◆ WHAT THIS TASK INVOLVES
Your answer should be an exact copy of the lines from the start of the entries to the line containing "Attack clip length", both included.

◆ EXERCISE INPUTS

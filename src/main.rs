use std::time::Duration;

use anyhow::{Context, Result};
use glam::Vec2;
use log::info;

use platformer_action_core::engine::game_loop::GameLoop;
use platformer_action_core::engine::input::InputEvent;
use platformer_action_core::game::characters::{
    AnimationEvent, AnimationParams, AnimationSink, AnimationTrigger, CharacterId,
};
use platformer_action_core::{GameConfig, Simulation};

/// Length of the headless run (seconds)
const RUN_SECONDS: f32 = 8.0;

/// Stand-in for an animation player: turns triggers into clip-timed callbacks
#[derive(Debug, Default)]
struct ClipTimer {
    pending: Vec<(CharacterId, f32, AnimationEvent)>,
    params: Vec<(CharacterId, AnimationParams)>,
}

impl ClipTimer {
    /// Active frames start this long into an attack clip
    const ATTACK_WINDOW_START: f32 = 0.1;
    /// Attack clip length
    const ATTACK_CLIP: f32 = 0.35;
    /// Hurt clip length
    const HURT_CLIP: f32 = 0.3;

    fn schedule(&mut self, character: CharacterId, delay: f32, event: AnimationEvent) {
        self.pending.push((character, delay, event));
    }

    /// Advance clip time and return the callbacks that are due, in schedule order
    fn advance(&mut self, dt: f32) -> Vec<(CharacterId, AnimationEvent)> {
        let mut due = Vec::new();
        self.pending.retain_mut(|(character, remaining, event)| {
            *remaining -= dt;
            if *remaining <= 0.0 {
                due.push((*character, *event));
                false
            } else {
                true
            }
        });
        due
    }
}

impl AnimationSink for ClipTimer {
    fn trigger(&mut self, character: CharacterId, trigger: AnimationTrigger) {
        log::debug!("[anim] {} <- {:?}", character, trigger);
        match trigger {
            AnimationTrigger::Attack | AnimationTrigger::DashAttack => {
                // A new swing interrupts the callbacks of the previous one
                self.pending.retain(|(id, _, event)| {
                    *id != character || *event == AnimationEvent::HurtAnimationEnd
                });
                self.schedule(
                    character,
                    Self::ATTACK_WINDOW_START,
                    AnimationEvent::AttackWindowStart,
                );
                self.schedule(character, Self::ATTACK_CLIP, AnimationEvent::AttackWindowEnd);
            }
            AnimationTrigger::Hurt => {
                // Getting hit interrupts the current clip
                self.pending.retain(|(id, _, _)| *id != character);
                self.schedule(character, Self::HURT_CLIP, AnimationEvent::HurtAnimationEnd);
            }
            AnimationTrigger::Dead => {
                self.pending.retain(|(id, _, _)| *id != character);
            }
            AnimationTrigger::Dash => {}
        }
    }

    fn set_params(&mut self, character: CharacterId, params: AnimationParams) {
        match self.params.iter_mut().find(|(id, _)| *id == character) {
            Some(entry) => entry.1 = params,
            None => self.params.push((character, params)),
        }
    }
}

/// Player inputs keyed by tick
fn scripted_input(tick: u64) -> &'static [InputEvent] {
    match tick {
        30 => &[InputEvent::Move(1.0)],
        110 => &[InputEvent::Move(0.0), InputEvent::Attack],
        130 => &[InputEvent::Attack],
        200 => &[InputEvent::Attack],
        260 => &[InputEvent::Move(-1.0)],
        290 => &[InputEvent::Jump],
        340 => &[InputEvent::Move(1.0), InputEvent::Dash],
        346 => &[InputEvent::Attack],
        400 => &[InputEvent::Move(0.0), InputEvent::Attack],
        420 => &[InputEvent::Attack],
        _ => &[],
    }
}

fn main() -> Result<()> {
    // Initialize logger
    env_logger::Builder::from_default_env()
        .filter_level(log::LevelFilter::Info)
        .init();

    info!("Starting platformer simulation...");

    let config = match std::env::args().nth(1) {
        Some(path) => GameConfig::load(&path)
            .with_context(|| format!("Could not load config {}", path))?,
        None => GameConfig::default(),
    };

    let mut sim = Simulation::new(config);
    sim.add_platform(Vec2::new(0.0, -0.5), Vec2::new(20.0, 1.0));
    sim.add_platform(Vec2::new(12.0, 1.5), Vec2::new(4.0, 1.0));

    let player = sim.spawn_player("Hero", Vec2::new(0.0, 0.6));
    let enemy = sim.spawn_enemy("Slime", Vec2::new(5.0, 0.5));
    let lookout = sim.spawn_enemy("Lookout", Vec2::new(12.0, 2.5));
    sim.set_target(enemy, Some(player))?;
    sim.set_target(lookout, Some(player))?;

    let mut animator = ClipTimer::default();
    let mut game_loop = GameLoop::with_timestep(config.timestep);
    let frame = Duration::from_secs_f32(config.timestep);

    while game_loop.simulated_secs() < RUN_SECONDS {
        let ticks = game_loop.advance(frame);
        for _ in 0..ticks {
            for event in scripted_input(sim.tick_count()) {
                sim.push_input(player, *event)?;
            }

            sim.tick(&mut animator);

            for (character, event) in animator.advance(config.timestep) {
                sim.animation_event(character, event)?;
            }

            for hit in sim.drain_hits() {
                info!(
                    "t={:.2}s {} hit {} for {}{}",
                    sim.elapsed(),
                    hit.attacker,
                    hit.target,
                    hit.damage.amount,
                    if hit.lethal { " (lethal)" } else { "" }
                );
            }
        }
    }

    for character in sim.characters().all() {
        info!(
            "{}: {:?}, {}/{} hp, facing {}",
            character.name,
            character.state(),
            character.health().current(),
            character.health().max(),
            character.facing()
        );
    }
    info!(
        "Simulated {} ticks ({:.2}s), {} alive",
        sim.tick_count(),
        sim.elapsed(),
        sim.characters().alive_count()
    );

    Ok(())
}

◆ WRITTEN ANSWER
filename src/main.rs
use std::time::Duration;

use anyhow::{Context, Result};
use glam::Vec2;
use log::info;

use platformer_action_core::engine::game_loop::GameLoop;
use platformer_action_core::engine::input::InputEvent;
use platformer_action_core::game::characters::{
    AnimationEvent, AnimationParams, AnimationSink, AnimationTrigger, CharacterId,
};
use platformer_action_core::{GameConfig, Simulation};

/// Length of the headless run (seconds)
const RUN_SECONDS: f32 = 8.0;

/// Stand-in for an animation player: turns triggers into clip-timed callbacks
#[derive(Debug, Default)]
struct ClipTimer {
    pending: Vec<(CharacterId, f32, AnimationEvent)>,
    params: Vec<(CharacterId, AnimationParams)>,
}

impl ClipTimer {
    /// Active frames start this long into an attack clip
    const ATTACK_WINDOW_START: f32 = 0.1;
    /// Attack clip length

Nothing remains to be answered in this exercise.